ABOUT THIS TASK: For the listing below, return the line containing "plain price otherwise.", the line containing "if discounted != original", and all lines in between, exactly as written and nothing else.

RECORDED DATA:
//! Rendering use case - transforms a catalog item into a channel announcement

use crate::markup::{excerpt, strip_markup, truncate_utf16};
use crate::model::{ActionLink, CatalogItem, Numeric, RenderedAnnouncement, non_blank};

/// Telegram's caption limit, used for both photo captions and text posts
pub const DEFAULT_CAPTION_LIMIT: usize = 1024;

/// Configuration for the renderer
#[derive(Debug, Clone, PartialEq)]
pub struct RenderConfig {
    /// Maximum UTF-16 code units in the final announcement text
    pub caption_limit: usize,
    /// Maximum characters for a description cleaned from markup
    pub description_limit: usize,
    /// Prefix for numeric prices
    pub currency_symbol: String,
    /// Banner line at the top; omitted when empty
    pub header: String,
    /// Line shown above the link; omitted when empty
    pub call_to_action: String,
    /// Label of the inline enrollment button
    pub button_text: String,
    /// Marker shown for free deals
    pub free_label: String,
}

impl Default for RenderConfig {
    fn default() -> Self {
        Self {
            caption_limit: DEFAULT_CAPTION_LIMIT,
            description_limit: 200,
            currency_symbol: "$".to_string(),
            header: "🎓 New Course Deal".to_string(),
            call_to_action: "👉 Enroll before the coupon expires!".to_string(),
            button_text: "Enroll Now".to_string(),
            free_label: "FREE".to_string(),
        }
    }
}

/// Renderer for catalog announcements
#[derive(Debug, Clone)]
pub struct Renderer {
    config: RenderConfig,
}

impl Renderer {
    pub fn new(config: RenderConfig) -> Self {
        Self { config }
    }

    pub fn config(&self) -> &RenderConfig {
        &self.config
    }

    /// Render an item. Never fails: missing or malformed fields drop their line.
    pub fn render(&self, item: &CatalogItem) -> RenderedAnnouncement {
        let lines = [
            non_blank(Some(self.config.header.as_str())).map(String::from),
            Some(self.format_title(item)),
            self.format_description(item),
            non_blank(item.instructor.as_deref()).map(|i| format!("👤 Instructor: {}", i)),
            non_blank(item.language.as_deref()).map(|l| format!("🌐 Language: {}", l)),
            self.format_category(item),
            non_blank(item.platform.as_deref()).map(|p| format!("🛒 Platform: {}", p)),
            self.format_engagement(item),
            Some(format!("💰 {}", self.format_price_line(item))),
            non_blank(Some(self.config.call_to_action.as_str())).map(String::from),
            non_blank(item.url.as_deref()).map(|u| format!("🔗 {}", u)),
        ];

        let text = lines.into_iter().flatten().collect::<Vec<_>>().join("\n");

        RenderedAnnouncement {
            text: truncate_utf16(&text, self.config.caption_limit),
            media: non_blank(item.image.as_deref()).map(String::from),
            action: non_blank(item.url.as_deref()).map(|url| ActionLink {
                label: self.config.button_text.clone(),
                url: url.to_string(),
            }),
        }
    }

    fn format_title(&self, item: &CatalogItem) -> String {
        let title = non_blank(item.title.as_deref()).unwrap_or("Untitled course");
        format!("📚 {}", title)
    }

    /// Short description if present, otherwise a cleaned excerpt of the long one
    fn format_description(&self, item: &CatalogItem) -> Option<String> {
        if let Some(short) = non_blank(item.short_description.as_deref()) {
            return Some(short.to_string());
        }

        let long = non_blank(item.description.as_deref())
            .or_else(|| non_blank(item.content.as_deref()))?;
        let plain = strip_markup(long);
        if plain.is_empty() {
            return None;
        }
        Some(excerpt(&plain, self.config.description_limit))
    }

    /// Category as a hashtag, joined with the subcategory when present
    fn format_category(&self, item: &CatalogItem) -> Option<String> {
        let tags: Vec<String> = [item.category.as_deref(), item.subcategory.as_deref()]
            .into_iter()
            .filter_map(non_blank)
            .map(hashtag)
            .filter(|t| t.len() > 1)
            .collect();

        if tags.is_empty() {
            return None;
        }
        Some(format!("🏷 {}", tags.join(" | ")))
    }

    fn format_engagement(&self, item: &CatalogItem) -> Option<String> {
        let mut parts = Vec::new();

        if let Some(lectures) = item.lectures.as_ref().and_then(format_count) {
            parts.push(format!("📖 {} lectures", lectures));
        }
        if let Some(views) = item.views.as_ref().and_then(format_count) {
            parts.push(format!("👀 {} views", views));
        }
        if let Some(rating) = item.rating.as_ref().and_then(Numeric::as_f64) {
            if rating > 0.0 {
                parts.push(format!("⭐ {:.1}", rating));
            }
        }

        if parts.is_empty() {
            return None;
        }
        Some(parts.join(" | "))
    }

    /// Price line: struck original and free marker for free deals,
    /// "original → discounted" for discounts, plain price otherwise.
    fn format_price_line(&self, item: &CatalogItem) -> String {
        let free = self.config.free_label.clone();
        let original = item.price.as_ref().map(|p| self.format_price(p));

        match (&item.sale_price, original) {
            (Some(sale), original) if sale.is_zero() => match original {
                Some(original) => format!("{} → {}", strikethrough(&original), free),
                None => free,
            },
            (Some(sale), Some(original)) => {
                let discounted = self.format_price(sale);
                if discounted != original {
                    format!("{} → {}", strikethrough(&original), discounted)
                } else {
                    original
                }
            }
            (None, Some(original)) => original,
            (Some(sale), None) => self.format_price(sale),
            (None, None) => free,
        }
    }

    /// Two-decimal currency string for numbers, literal text otherwise
    pub fn format_price(&self, price: &Numeric) -> String {
        match price.as_f64() {
            Some(value) => format!("{}{:.2}", self.config.currency_symbol, value),
            None => price.literal(),
        }
    }
}

/// Render text with a combining long stroke over every character
pub fn strikethrough(text: &str) -> String {
    text.chars().flat_map(|c| [c, '\u{0336}']).collect()
}

fn hashtag(value: &str) -> String {
    let compact: String = value.chars().filter(|c| !c.is_whitespace()).collect();
    format!("#{}", compact.trim_start_matches('#'))
}

fn format_count(value: &Numeric) -> Option<String> {
    match value.as_f64() {
        Some(n) if n < 0.0 => None,
        Some(n) if n.fract() == 0.0 => Some(format!("{:.0}", n)),
        Some(n) => Some(n.to_string()),
        None => {
            let literal = value.literal();
            (!literal.is_empty()).then_some(literal)
        }
    }
}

SOLVED EXERCISE:
    /// "original → discounted" for discounts, plain price otherwise.
    fn format_price_line(&self, item: &CatalogItem) -> String {
        let free = self.config.free_label.clone();
        let original = item.price.as_ref().map(|p| self.format_price(p));

        match (&item.sale_price, original) {
            (Some(sale), original) if sale.is_zero() => match original {
                Some(original) => format!("{} → {}", strikethrough(&original), free),
                None => free,
            },
            (Some(sale), Some(original)) => {
                let discounted = self.format_price(sale);
                if discounted != original {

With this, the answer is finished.